Organizing a student group can at times be incredibly rewarding. It’s an enormous opportunity to have an outsized impact as a student, you learn a lot, and it generally opens up more opportunities to get involved in EA. 

But organizing an EA group as a student can also be challenging. It can isolate you from your peers, place a heavy burden on your time, and get in the way of other things people are telling you are important.

Here, we highlight some specific ways in which I think organizing a student group can be uniquely difficult. We close with actions and attitudes that seem likely to help. 

Challenges faced by student group organizers

We think student group organizers are especially likely to face the challenges we outline below, but it is worth noting that non-organizing university students may relate to similar experiences. 

  • Stark fluctuations in time commitment: Being a university organizer takes a lot of time, in two different ways: It takes dedicated time (organizing weekly meetings, planning out weekends to attend conferences) and sporadic time (it seems really high EV to drop everything you’re doing and help this promising person who needs help on a last-second application).
  • Difficulty balancing work and leisure: As a college student, weekends aren’t really off; Evenings aren’t really off. It’s not like you’re working all the time, there just isn’t a regular time when you’re working.
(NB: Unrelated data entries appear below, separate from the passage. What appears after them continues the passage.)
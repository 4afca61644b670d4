//! Scanning and the list of unprovisioned beacons seen so far

use crate::central::{Central, PeripheralId, RadioState};
use crate::error::ProvisionError;
use crate::machine::Provisioner;
use crate::state::ProvisioningState;
use crate::timer::Scheduler;

/// A beacon seen while scanning
#[derive(Debug, Clone, PartialEq, Eq, serde::Serialize)]
pub struct DiscoveredPeripheral {
    /// Stable platform id. Also the handle for `connect`; the backend looks
    /// the live peripheral up by it, so no separate connection handle is kept.
    pub id: PeripheralId,
    pub name: String,
    /// Signal strength at first sighting, in dBm
    pub rssi: Option<i16>,
}

/// Accepts advertisements whose name matches exactly, one entry per id
#[derive(Debug)]
pub struct DiscoveryFilter {
    expected_name: String,
    peripherals: Vec<DiscoveredPeripheral>,
}

impl DiscoveryFilter {
    pub fn new(expected_name: &str) -> Self {
        Self {
            expected_name: expected_name.to_string(),
            peripherals: Vec::new(),
        }
    }

    /// Returns the new entry if the advertisement was accepted
    pub fn offer(
        &mut self,
        id: PeripheralId,
        name: &str,
        rssi: Option<i16>,
    ) -> Option<&DiscoveredPeripheral> {
        if name != self.expected_name || self.get(&id).is_some() {
            return None;
        }
        self.peripherals.push(DiscoveredPeripheral {
            id,
            name: name.to_string(),
            rssi,
        });
        self.peripherals.last()
    }

    pub fn get(&self, id: &str) -> Option<&DiscoveredPeripheral> {
        self.peripherals.iter().find(|p| p.id == id)
    }

    pub fn peripherals(&self) -> &[DiscoveredPeripheral] {
        &self.peripherals
    }

    pub fn clear(&mut self) {
        self.peripherals.clear();
    }
}

/// Whether the radio is scanning, or should be once it powers on
#[derive(Debug, Default, Clone, Copy, PartialEq, Eq)]
pub(crate) struct ScanControl {
    pub active: bool,
    pub pending: bool,
}

impl<C: Central, S: Scheduler> Provisioner<C, S> {
    /// Clear the discovered list and scan for beacons. If the radio is not
    /// powered on yet the scan starts as soon as it is.
    pub fn start_scanning(&mut self) {
        if self.state.is_connection_active() {
            self.log.log_detail("scan request ignored", format!("state is {}", self.state));
            return;
        }

        self.release_target();
        self.timers.disarm_all(&mut self.scheduler);
        self.reset_connection_session();
        self.discovery.clear();

        if self.radio == RadioState::PoweredOn {
            self.begin_scan();
        } else {
            self.scan.pending = true;
            self.log.log_detail("scan deferred", format!("radio is {}", self.radio));
        }
        self.set_state(ProvisioningState::Scanning);
    }

    /// Stop scanning. The discovered list is kept so a beacon can still be
    /// picked from it.
    pub fn stop_scanning(&mut self) {
        self.halt_scan();
        if self.state == ProvisioningState::Scanning {
            self.set_state(ProvisioningState::Idle);
        }
    }

    fn begin_scan(&mut self) {
        self.scan.pending = false;
        if !self.scan.active {
            self.central.start_scan();
            self.scan.active = true;
            self.log.log("scan started");
        }
    }

    pub(crate) fn halt_scan(&mut self) {
        if self.scan.active {
            self.central.stop_scan();
            self.scan.active = false;
            self.log.log("scan stopped");
        }
        if self.scan.pending {
            self.scan.pending = false;
            self.log.log("pending scan dropped");
        }
    }

    pub(crate) fn on_radio_state(&mut self, radio: RadioState) {
        let previous = std::mem::replace(&mut self.radio, radio);
        if previous == radio {
            return;
        }
        self.log.log_detail("radio state", format!("{previous} -> {radio}"));

        if radio == RadioState::PoweredOn {
            if self.scan.pending {
                self.begin_scan();
            }
            return;
        }

        // the stack stops scanning on its own when the radio goes away
        if self.scan.active {
            self.scan.active = false;
            if self.state == ProvisioningState::Scanning {
                self.scan.pending = true;
                self.log.log("scan suspended until the radio is back");
            }
        }
        if radio == RadioState::PoweredOff && self.state.is_connection_active() {
            self.fail(ProvisionError::RadioPoweredOff);
        }
    }

    pub(crate) fn on_scan_failed(&mut self, error: String) {
        self.scan.active = false;
        if self.state == ProvisioningState::Scanning {
            self.fail(ProvisionError::ScanFailed(error));
        } else {
            self.log.log_detail("late scan failure ignored", error);
        }
    }

    pub(crate) fn on_discovered(&mut self, id: PeripheralId, name: String, rssi: Option<i16>) {
        if self.state != ProvisioningState::Scanning {
            return;
        }
        if let Some(peripheral) = self.discovery.offer(id, &name, rssi) {
            let detail = match peripheral.rssi {
                Some(rssi) => format!("{} {} ({rssi} dBm)", peripheral.name, peripheral.id),
                None => format!("{} {}", peripheral.name, peripheral.id),
            };
            log::info!("found beacon: {detail}");
            self.log.log_detail("peripheral discovered", detail);
        }
    }
}
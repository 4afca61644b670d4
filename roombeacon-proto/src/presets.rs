//! Room presets used to pre-fill the room name and minor id

use crate::MinorId;

#[derive(Debug, Clone, Copy, PartialEq, Eq)]
pub struct RoomPreset {
    pub name: &'static str,
    pub minor_id: MinorId,
}

pub const ROOM_PRESETS: [RoomPreset; 6] = [
    RoomPreset {
        name: "Living Room",
        minor_id: MinorId::from_const(1),
    },
    RoomPreset {
        name: "Kitchen",
        minor_id: MinorId::from_const(2),
    },
    RoomPreset {
        name: "Bedroom",
        minor_id: MinorId::from_const(3),
    },
    RoomPreset {
        name: "Office",
        minor_id: MinorId::from_const(4),
    },
    RoomPreset {
        name: "Bathroom",
        minor_id: MinorId::from_const(5),
    },
    RoomPreset {
        name: "Hallway",
        minor_id: MinorId::from_const(6),
    },
];

/// Look up a preset by name, ignoring case and surrounding whitespace
pub fn find_preset(name: &str) -> Option<&'static RoomPreset> {
    let name = name.trim();
    ROOM_PRESETS.iter().find(|p| p.name.eq_ignore_ascii_case(name))
}

#[cfg(test)]
mod tests {
    use super::*;

    #[test]
    fn presets_have_unique_minor_ids() {
        let mut ids: Vec<u16> = ROOM_PRESETS.iter().map(|p| p.minor_id.get()).collect();
        ids.sort_unstable();
        ids.dedup();
        assert_eq!(ids.len(), ROOM_PRESETS.len());
    }

    #[test]
    fn find_preset_ignores_case() {
        let kitchen = find_preset(" kitchen ").unwrap();
        assert_eq!(kitchen.name, "Kitchen");
        assert_eq!(kitchen.minor_id.get(), 2);
        assert!(find_preset("Attic").is_none());
    }
}
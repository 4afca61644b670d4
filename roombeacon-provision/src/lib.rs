//! RoomBeacon provisioning
//!
//! BLE central that finds unprovisioned RoomBeacons, writes WiFi credentials
//! and a room assignment to them, and asks them to save.
//!
//! The core is [`Provisioner`], a synchronous state machine fed with
//! [`Event`]s. [`Session`] runs it on a tokio task; [`BtleCentral`] connects
//! it to a real adapter through btleplug.
//!
//! # Example
//!
//! ```ignore
//! use roombeacon_provision::{BtleCentral, ProvisionRequest, ProvisionerConfig, Session, btle};
//!
//! #[tokio::main]
//! async fn main() -> Result<(), Box<dyn std::error::Error>> {
//!     let adapter = btle::default_adapter().await?;
//!     let session = Session::spawn(ProvisionerConfig::default(), |sink| {
//!         BtleCentral::new(adapter, sink)
//!     });
//!
//!     session.start_scanning()?;
//!     tokio::time::sleep(std::time::Duration::from_secs(5)).await;
//!     let beacon = session.peripherals().await?.into_iter().next().ok_or("no beacon found")?;
//!
//!     session.connect(beacon.id)?;
//!     session
//!         .wait_for(|s| s.is_terminal() || *s == roombeacon_provision::ProvisioningState::Ready)
//!         .await?;
//!
//!     let kitchen = roombeacon_proto::find_preset("Kitchen").ok_or("no preset")?;
//!     session.provision(ProvisionRequest::from_preset("MySSID", "MyPassword", kitchen))?;
//!     println!("{}", session.wait_for(|s| s.is_terminal()).await?);
//!     session.shutdown().await;
//!     Ok(())
//! }
//! ```

pub mod btle;
pub mod central;
pub mod config;
mod connection;
pub mod diagnostics;
pub mod discovery;
pub mod error;
pub mod machine;
pub mod resolver;
pub mod save;
pub mod session;
pub mod state;
pub mod timer;
pub mod writer;

#[cfg(test)]
mod mock;

pub use btle::{BackendError, BtleCentral};
pub use central::{Central, Event, PeripheralId, RadioState};
pub use config::ProvisionerConfig;
pub use diagnostics::{DiagnosticEntry, DiagnosticLog};
pub use discovery::DiscoveredPeripheral;
pub use error::{ConfigError, ProvisionError};
pub use machine::Provisioner;
pub use resolver::CharacteristicMap;
pub use save::ProvisionedDevice;
pub use session::{EventSink, Session, SessionClosed, TokioScheduler};
pub use state::ProvisioningState;
pub use timer::{Phase, Scheduler, TimerId};
pub use writer::{ProvisionRequest, WriteProgress};
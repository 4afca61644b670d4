//! Service and characteristic discovery on a connected beacon

use roombeacon_proto::Role;
use roombeacon_proto::ble::SERVICE_UUID;
use uuid::Uuid;

use crate::central::Central;
use crate::error::ProvisionError;
use crate::machine::Provisioner;
use crate::state::ProvisioningState;
use crate::timer::{Phase, Scheduler};

/// Where GATT discovery currently stands on the connected beacon
#[derive(Debug, Clone, Copy, PartialEq, Eq, Default)]
pub(crate) enum GattStage {
    #[default]
    Idle,
    Services,
    Characteristics,
    Resolved,
}

/// Characteristics found on the beacon, by role. Absent roles are `None`.
#[derive(Debug, Clone, Default, PartialEq, Eq)]
pub struct CharacteristicMap {
    slots: [Option<Uuid>; Role::ALL.len()],
}

impl CharacteristicMap {
    /// Sort discovered UUIDs into roles; the rest are returned as unknown
    pub fn resolve(discovered: &[Uuid]) -> (Self, Vec<Uuid>) {
        let mut map = Self::default();
        let mut unknown = Vec::new();
        for uuid in discovered {
            match Role::from_uuid(*uuid) {
                Some(role) => map.slots[role.index()] = Some(*uuid),
                None => unknown.push(*uuid),
            }
        }
        (map, unknown)
    }

    pub fn get(&self, role: Role) -> Option<Uuid> {
        self.slots[role.index()]
    }

    pub fn contains(&self, role: Role) -> bool {
        self.get(role).is_some()
    }

    pub fn role_of(&self, characteristic: Uuid) -> Option<Role> {
        Role::ALL
            .into_iter()
            .find(|role| self.get(*role) == Some(characteristic))
    }

    pub fn len(&self) -> usize {
        self.slots.iter().flatten().count()
    }

    pub fn is_empty(&self) -> bool {
        self.len() == 0
    }

    /// Roles that were found, in protocol order
    pub fn roles(&self) -> impl Iterator<Item = Role> + '_ {
        Role::ALL.into_iter().filter(|role| self.contains(*role))
    }
}

impl<C: Central, S: Scheduler> Provisioner<C, S> {
    fn in_discovery(&self, id: &str, stage: GattStage) -> bool {
        self.is_target(id)
            && self.state == ProvisioningState::DiscoveringServices
            && self.gatt == stage
    }

    pub(crate) fn on_services(&mut self, id: &str, result: Result<Vec<Uuid>, String>) {
        if !self.in_discovery(id, GattStage::Services) {
            self.log.log_detail("service discovery result ignored", id);
            return;
        }
        self.timers.disarm(&mut self.scheduler, Phase::ServiceDiscovery);

        let services = match result {
            Ok(services) => services,
            Err(error) => {
                self.fail(ProvisionError::ServiceDiscoveryFailed(error));
                return;
            }
        };
        let listed = services
            .iter()
            .map(Uuid::to_string)
            .collect::<Vec<_>>()
            .join(", ");
        self.log.log_detail("services discovered", listed);

        if !services.contains(&SERVICE_UUID) {
            self.fail(ProvisionError::ServiceNotFound {
                expected: SERVICE_UUID,
                found: services,
            });
            return;
        }

        self.gatt = GattStage::Characteristics;
        self.timers.arm(
            &mut self.scheduler,
            Phase::CharacteristicDiscovery,
            self.config.characteristic_discovery_timeout(),
        );
        let wanted: Vec<Uuid> = Role::ALL.iter().map(|role| role.uuid()).collect();
        self.central.discover_characteristics(id, SERVICE_UUID, &wanted);
    }

    pub(crate) fn on_characteristics(
        &mut self,
        id: &str,
        service: Uuid,
        result: Result<Vec<Uuid>, String>,
    ) {
        if service != SERVICE_UUID || !self.in_discovery(id, GattStage::Characteristics) {
            self.log
                .log_detail("characteristic discovery result ignored", format!("{id} {service}"));
            return;
        }
        self.timers
            .disarm(&mut self.scheduler, Phase::CharacteristicDiscovery);

        let discovered = match result {
            Ok(discovered) => discovered,
            Err(error) => {
                self.fail(ProvisionError::CharacteristicDiscoveryFailed(error));
                return;
            }
        };
        let (map, unknown) = CharacteristicMap::resolve(&discovered);
        let roles = map.roles().map(Role::as_str).collect::<Vec<_>>().join(", ");
        self.log.log_detail("characteristics discovered", roles);
        for uuid in unknown {
            self.log.log_detail("unknown characteristic ignored", uuid.to_string());
        }
        self.characteristics = map;
        self.gatt = GattStage::Resolved;

        let Some(status) = self.characteristics.get(Role::Status) else {
            self.fail(ProvisionError::MissingCharacteristic(Role::Status));
            return;
        };
        // readiness is decided by the beacon, via notification or this read
        self.central.subscribe(id, status);
        self.status_subscribed = true;
        self.central.read(id, status);
        self.log.log("waiting for beacon to report ready");
    }

    pub(crate) fn on_subscribe_failed(&mut self, id: &str, characteristic: Uuid, error: String) {
        if !self.is_target(id) {
            return;
        }
        if Some(characteristic) == self.characteristics.get(Role::Status) {
            self.status_subscribed = false;
        }
        log::warn!("subscribe to {characteristic} failed: {error}");
        self.log.log_detail("status subscription failed", error);
    }

    pub(crate) fn on_service_discovery_timeout(&mut self) {
        if self.state == ProvisioningState::DiscoveringServices
            && self.gatt == GattStage::Services
        {
            self.fail(ProvisionError::ServiceDiscoveryTimeout(
                self.config.service_discovery_timeout_secs,
            ));
        }
    }

    pub(crate) fn on_characteristic_discovery_timeout(&mut self) {
        if self.state == ProvisioningState::DiscoveringServices
            && self.gatt == GattStage::Characteristics
        {
            self.fail(ProvisionError::CharacteristicDiscoveryTimeout(
                self.config.characteristic_discovery_timeout_secs,
            ));
        }
    }
}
University organizing blends this distinction even further as organizers host weekend socials, parties, retreats, and generally try to make the club feel like a friend group.
  • Isolation from peers: The deeper you dive into the EA world, the less you start to have in common with the typical college student: The typical college student doesn’t attend conferences in London and San Francisco; The typical college student does not prioritize their student group over their grades; The typical college student doesn’t get funding to make themselves more productive (which can feel even worse if your friends are struggling to pay for food or housing). These influences and others can make organizers feel alienated from their peers and create distance between organizers and their non-EA friends. Some organizers might have an EA friend group to lean into, but many organizers might not have many close EA friends around them or understandably not want to get absorbed into only an EA bubble.
  • There is no clear internal bar for success: There are feedback loops in university group organizing (like much of community building). It’s easy to notice all the ways things could be improved, but hard to point to what’s going well.
  • Dropping priorities you’ve ingrained as important: A lot of EA students grew up internalizing that trying really hard in classes was good. They think of themselves as the type of person who takes a lot of classes and does well. But now, people are telling you that school shouldn’t be your priority, that you should focus on impact. I think undergraduates often should deprioritize coursework, but overcoming this inertia can be hard. Anecdotally, many organizers also have parental or social pressure to not “drop classes” or take time off.
  • Deprioritizing personal development: When you’re organizing your student group, you’re not always investing in yourself. You can certainly learn lots of useful skills, but if you want to go into biosecurity research, for example, working on your student group and making yourself a more competitive applicant are quite zero-sum. I think many organizers would actually be good at many things other than just community building, and I’m worried that organizing without skill-building in other domains sub-optimally locks organizers into a community building track. But taking time for personal development when the rewards of organizing are so apparent can feel hard to justify.
  • Feeling like a fake: If you’re spending most of the time you can afford to allot to “EA work”/non-school work on building your student group, chances are you’re not spending a lot of time learning about the object level problems. You probably don’t have a robust understanding of AI alignment or wild animal welfare, and may not have done much cause prioritization yourself. But at the same time you’re telling lots of people that this is the most important century and transformative AI seems like a great thing to be working on. Putting aside the fine balance between deferring too much and trusting experts, this can feel shitty. It can make you feel like a fraud, even if you think it is still the best thing for you to be doing.

A personal anecdote

It might be hard to imagine how “stark fluctuations in time commitment” or other challenges actually play out. Let me (Aris) tell you my story.  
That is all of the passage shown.